[Records from a data source]
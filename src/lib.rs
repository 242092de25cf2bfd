pub mod cache;
pub mod context;
pub mod disk_manager;
pub mod errors;
pub mod fs;
pub mod pages;

mod frame_table;
mod page_dir;
mod spage;
mod swap;

#[cfg(test)]
mod integration;

#[macro_export]
macro_rules! printdbg {
    ($val: expr $(, $args: expr)*) => {
        #[cfg(debug_assertions)]
        println!($val $(, $args)*)
    };
}

#[macro_export]
macro_rules! get_caller_name {
    () => {{
        let mut bt = backtrace::Backtrace::new_unresolved();
        bt.resolve();
        let frames = bt.frames();
        if frames.len() > 1 {
            let caller_frame = &frames[1];
            if let Some(symbol) = caller_frame.symbols().first() {
                if let Some(name) = symbol.name() {
                    name.to_string()
                } else {
                    "Unknown Caller".to_string()
                }
            } else {
                "Unknown Caller".to_string()
            }
        } else {
            "No Caller Found".to_string() // In case the stack isn't deep enough
        }
    }};
}
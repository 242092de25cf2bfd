use crate::errors::Error;
use crate::frame_table::FrameId;
use crate::pages::VirtPage;
use anyhow::{anyhow, Result};
use bitflags::bitflags;
use std::collections::HashMap;

bitflags! {
    pub struct PteFlags: u8 {
        const PRESENT  = 1 << 0;
        const WRITABLE = 1 << 1;
        const ACCESSED = 1 << 2;
        const DIRTY    = 1 << 3;
    }
}

#[derive(Debug, Clone, Copy)]
pub struct Pte {
    pub frame: FrameId,
    pub flags: PteFlags,
}

/// Hardware page-table stand-in for one process: present/writable bits
/// plus the accessed and dirty bits the eviction clock consults.
#[derive(Default)]
pub struct PageDirectory {
    entries: HashMap<VirtPage, Pte>,
}

impl PageDirectory {
    pub fn new() -> Self {
        Self {
            entries: HashMap::new(),
        }
    }

    /// Install a present mapping. The page must not be mapped yet.
    pub fn install(&mut self, vpage: VirtPage, frame: FrameId, writable: bool) -> Result<()> {
        if self.entries.contains_key(&vpage) {
            return Err(anyhow!(Error::BadMapping(vpage)));
        }
        let mut flags = PteFlags::PRESENT;
        if writable {
            flags |= PteFlags::WRITABLE;
        }
        self.entries.insert(vpage, Pte { frame, flags });
        Ok(())
    }

    /// Mark the page not-present and hand back its final entry state.
    /// Eviction calls this first so the owner cannot re-dirty the page
    /// while the victim is written out.
    pub fn clear(&mut self, vpage: VirtPage) -> Option<Pte> {
        self.entries.remove(&vpage)
    }

    pub fn get(&self, vpage: VirtPage) -> Option<&Pte> {
        self.entries.get(&vpage)
    }

    pub fn present(&self, vpage: VirtPage) -> bool {
        self.entries.contains_key(&vpage)
    }

    pub fn set_accessed(&mut self, vpage: VirtPage) {
        if let Some(pte) = self.entries.get_mut(&vpage) {
            pte.flags |= PteFlags::ACCESSED;
        }
    }

    pub fn set_dirty(&mut self, vpage: VirtPage) {
        if let Some(pte) = self.entries.get_mut(&vpage) {
            pte.flags |= PteFlags::DIRTY;
        }
    }

    /// Second-chance probe: report the accessed bit and clear it.
    pub fn test_and_clear_accessed(&mut self, vpage: VirtPage) -> bool {
        match self.entries.get_mut(&vpage) {
            Some(pte) => {
                let was = pte.flags.contains(PteFlags::ACCESSED);
                pte.flags -= PteFlags::ACCESSED;
                was
            }
            None => false,
        }
    }

    pub fn is_dirty(&self, vpage: VirtPage) -> bool {
        self.entries
            .get(&vpage)
            .map(|pte| pte.flags.contains(PteFlags::DIRTY))
            .unwrap_or(false)
    }

    pub fn clear_dirty(&mut self, vpage: VirtPage) {
        if let Some(pte) = self.entries.get_mut(&vpage) {
            pte.flags -= PteFlags::DIRTY;
        }
    }

    /// Tear the directory down, yielding every remaining mapping.
    pub fn drain(&mut self) -> Vec<(VirtPage, Pte)> {
        self.entries.drain().collect()
    }
}
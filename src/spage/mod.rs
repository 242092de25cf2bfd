use crate::errors::Error;
use crate::fs::FileHandle;
use crate::pages::{is_page_aligned, VirtPage, PAGE_SIZE};
use crate::swap::SwapSlot;
use anyhow::{anyhow, Result};
use std::collections::HashMap;
use std::sync::Arc;

/// The authoritative source for a page's contents while it is not present.
pub enum Backing {
    ZeroFill,
    FileBacked {
        file: Arc<dyn FileHandle>,
        offset: u64,
        /// Bytes to read from the file; the rest of the page is zero padding.
        size: usize,
    },
    Swapped {
        slot: SwapSlot,
    },
}

impl std::fmt::Debug for Backing {
    fn fmt(&self, f: &mut std::fmt::Formatter<'_>) -> std::fmt::Result {
        match self {
            Backing::ZeroFill => write!(f, "ZeroFill"),
            Backing::FileBacked { offset, size, .. } => {
                write!(f, "FileBacked(ofs: {offset}, size: {size})")
            }
            Backing::Swapped { slot } => write!(f, "Swapped(slot: {slot})"),
        }
    }
}

#[derive(Debug)]
pub struct SpageEntry {
    pub backing: Backing,
    pub writable: bool,
    pub mmap: bool,
}

/// Per-process supplementary page table, keyed by page-aligned virtual
/// address. Describes how to materialize every page that is mapped but
/// not present.
#[derive(Default)]
pub struct SpageTable {
    entries: HashMap<VirtPage, SpageEntry>,
}

impl SpageTable {
    pub fn new() -> Self {
        Self {
            entries: HashMap::new(),
        }
    }

    /// Map a page of zeros at `vpage`.
    pub fn map_zero(&mut self, vpage: VirtPage, writable: bool) -> Result<()> {
        self.insert(
            vpage,
            SpageEntry {
                backing: Backing::ZeroFill,
                writable,
                mmap: false,
            },
        )
    }

    /// Map up to one page of `file` at `vpage`, `size` bytes read from
    /// `offset` and the rest zero padding. Segment pages are never written
    /// back to their file.
    pub fn map_segment(
        &mut self,
        file: Arc<dyn FileHandle>,
        offset: u64,
        vpage: VirtPage,
        writable: bool,
        size: usize,
    ) -> Result<()> {
        self.map_file(file, offset, vpage, writable, size, false)
    }

    /// Like [`map_segment`](Self::map_segment), but dirty pages are written
    /// back to the file on eviction and unmap.
    pub fn map_mmap(
        &mut self,
        file: Arc<dyn FileHandle>,
        offset: u64,
        vpage: VirtPage,
        writable: bool,
        size: usize,
    ) -> Result<()> {
        self.map_file(file, offset, vpage, writable, size, true)
    }

    fn map_file(
        &mut self,
        file: Arc<dyn FileHandle>,
        offset: u64,
        vpage: VirtPage,
        writable: bool,
        size: usize,
        mmap: bool,
    ) -> Result<()> {
        if size == 0 || size > PAGE_SIZE {
            return Err(anyhow!(Error::BadMapping(vpage)));
        }
        self.insert(
            vpage,
            SpageEntry {
                backing: Backing::FileBacked { file, offset, size },
                writable,
                mmap,
            },
        )
    }

    /// Record that an evicted page now lives in a swap slot.
    pub fn map_swapped(&mut self, vpage: VirtPage, slot: SwapSlot) -> Result<()> {
        self.insert(
            vpage,
            SpageEntry {
                backing: Backing::Swapped { slot },
                writable: true,
                mmap: false,
            },
        )
    }

    fn insert(&mut self, vpage: VirtPage, entry: SpageEntry) -> Result<()> {
        if !is_page_aligned(vpage) {
            return Err(anyhow!(Error::BadMapping(vpage)));
        }
        if self.entries.contains_key(&vpage) {
            return Err(anyhow!(Error::BadMapping(vpage)));
        }
        self.entries.insert(vpage, entry);
        Ok(())
    }

    pub fn get(&self, vpage: VirtPage) -> Option<&SpageEntry> {
        self.entries.get(&vpage)
    }

    pub fn remove(&mut self, vpage: VirtPage) -> Option<SpageEntry> {
        self.entries.remove(&vpage)
    }

    pub fn contains(&self, vpage: VirtPage) -> bool {
        self.entries.contains_key(&vpage)
    }

    pub fn drain(&mut self) -> Vec<(VirtPage, SpageEntry)> {
        self.entries.drain().collect()
    }

    #[cfg(test)]
    pub fn len(&self) -> usize {
        self.entries.len()
    }
}
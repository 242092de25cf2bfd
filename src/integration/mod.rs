//! Full-stack scenarios: user accesses driving faults, faults driving the
//! frame clock, evictions draining into swap and mmap files, and file I/O
//! riding the buffered disk cache.

use crate::cache::DiskCache;
use crate::context::VmContext;
use crate::disk_manager::{BlockDevice, MemDisk, SECTOR_SIZE};
use crate::fs::{CachedFile, FileHandle};
use crate::pages::PAGE_SIZE;
use anyhow::Result;
use std::sync::Arc;

fn small_ctx(frames: usize) -> VmContext {
    VmContext::new(frames, Arc::new(MemDisk::new(1024)))
}

#[test]
fn test_mmap_over_cached_file_reaches_device() -> Result<()> {
    let device = Arc::new(MemDisk::new(256));
    let cache = Arc::new(DiskCache::new(device.clone()));
    let file: Arc<dyn FileHandle> = Arc::new(CachedFile::new(cache.clone(), 8, 2000));

    let ctx = small_ctx(3);
    let pid = ctx.create_process();
    ctx.mmap(pid, file.clone(), 0x100000, 2000, true)?;
    ctx.write_user(pid, 0x100000 + 1500, &[0xAB, 0xCD])?;

    // crowd the mapped page out of the two usable frames
    for vaddr in [0x200000u64, 0x201000] {
        ctx.map_zero(pid, vaddr, true)?;
        ctx.write_user(pid, vaddr, &[1])?;
    }

    // the eviction flushed through the file layer into the cache
    let mut out = [0u8; 2];
    assert_eq!(file.read_at(1500, &mut out)?, 2);
    assert_eq!(out, [0xAB, 0xCD]);

    // byte 1500 of the file lives 476 bytes into its third sector
    ctx.munmap(pid, 0x100000, 2000)?;
    cache.flush_all()?;
    let mut sector = [0u8; SECTOR_SIZE];
    device.read(8 + 2, &mut sector)?;
    assert_eq!(sector[476], 0xAB);
    assert_eq!(sector[477], 0xCD);
    Ok(())
}

#[test]
fn test_segment_load_through_cache() -> Result<()> {
    let device = Arc::new(MemDisk::new(64));
    for sector in 20..24u64 {
        let mut content = [0u8; SECTOR_SIZE];
        for (i, byte) in content.iter_mut().enumerate() {
            *byte = (sector as usize * 31 + i) as u8;
        }
        device.write(sector, &content)?;
    }
    let cache = Arc::new(DiskCache::new(device.clone()));
    let file: Arc<dyn FileHandle> = Arc::new(CachedFile::new(cache, 20, 4 * SECTOR_SIZE as u64));

    let ctx = small_ctx(8);
    let pid = ctx.create_process();
    ctx.map_segment(pid, file.clone(), 100, 0x10000, false, 500)?;

    let mut via_vm = [0u8; 500];
    ctx.read_user(pid, 0x10000, &mut via_vm)?;
    let mut via_file = [0u8; 500];
    assert_eq!(file.read_at(100, &mut via_file)?, 500);
    assert_eq!(via_vm[..], via_file[..]);
    Ok(())
}

#[test]
fn test_munmap_then_remap_sees_other_process_writes() -> Result<()> {
    let device = Arc::new(MemDisk::new(64));
    let cache = Arc::new(DiskCache::new(device));
    let file: Arc<dyn FileHandle> = Arc::new(CachedFile::new(cache, 0, 512));

    let ctx = small_ctx(8);
    let writer = ctx.create_process();
    ctx.mmap(writer, file.clone(), 0x30000, 512, true)?;
    ctx.write_user(writer, 0x30000 + 17, &[0x99])?;
    ctx.munmap(writer, 0x30000, 512)?;

    let reader = ctx.create_process();
    ctx.mmap(reader, file, 0x30000, 512, false)?;
    let mut out = [0u8; 1];
    ctx.read_user(reader, 0x30000 + 17, &mut out)?;
    assert_eq!(out[0], 0x99);

    ctx.munmap(reader, 0x30000, 512)?;
    ctx.destroy_process(writer)?;
    ctx.destroy_process(reader)?;
    Ok(())
}

#[test]
fn test_heavy_swap_churn_keeps_pages_intact() -> Result<()> {
    // two usable frames, eight live pages: constant swap traffic
    let ctx = small_ctx(3);
    let pid = ctx.create_process();

    let base = 0x400000u64;
    let pattern = |i: u64, j: usize| (i as u8).wrapping_mul(37).wrapping_add(j as u8);

    for i in 0..8u64 {
        let vaddr = base + i * PAGE_SIZE as u64;
        ctx.map_zero(pid, vaddr, true)?;
        let bytes = (0..64).map(|j| pattern(i, j)).collect::<Vec<_>>();
        ctx.write_user(pid, vaddr, &bytes)?;
    }

    // several passes in both directions
    for round in 0..3 {
        for i in 0..8u64 {
            let i = if round % 2 == 0 { i } else { 7 - i };
            let vaddr = base + i * PAGE_SIZE as u64;
            let mut out = [0u8; 64];
            ctx.read_user(pid, vaddr, &mut out)?;
            for (j, byte) in out.iter().enumerate() {
                assert_eq!(*byte, pattern(i, j), "page {i} byte {j}");
            }
        }
    }

    ctx.destroy_process(pid)?;
    assert_eq!(ctx.frames_used(), ctx.table_overhead());
    Ok(())
}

TASK OBJECTIVE.
Search the entries above for "lives". Return every line that has it.

TASK RESULT.
    /// Record that an evicted page now lives in a swap slot.
    // byte 1500 of the file lives 476 bytes into its third sector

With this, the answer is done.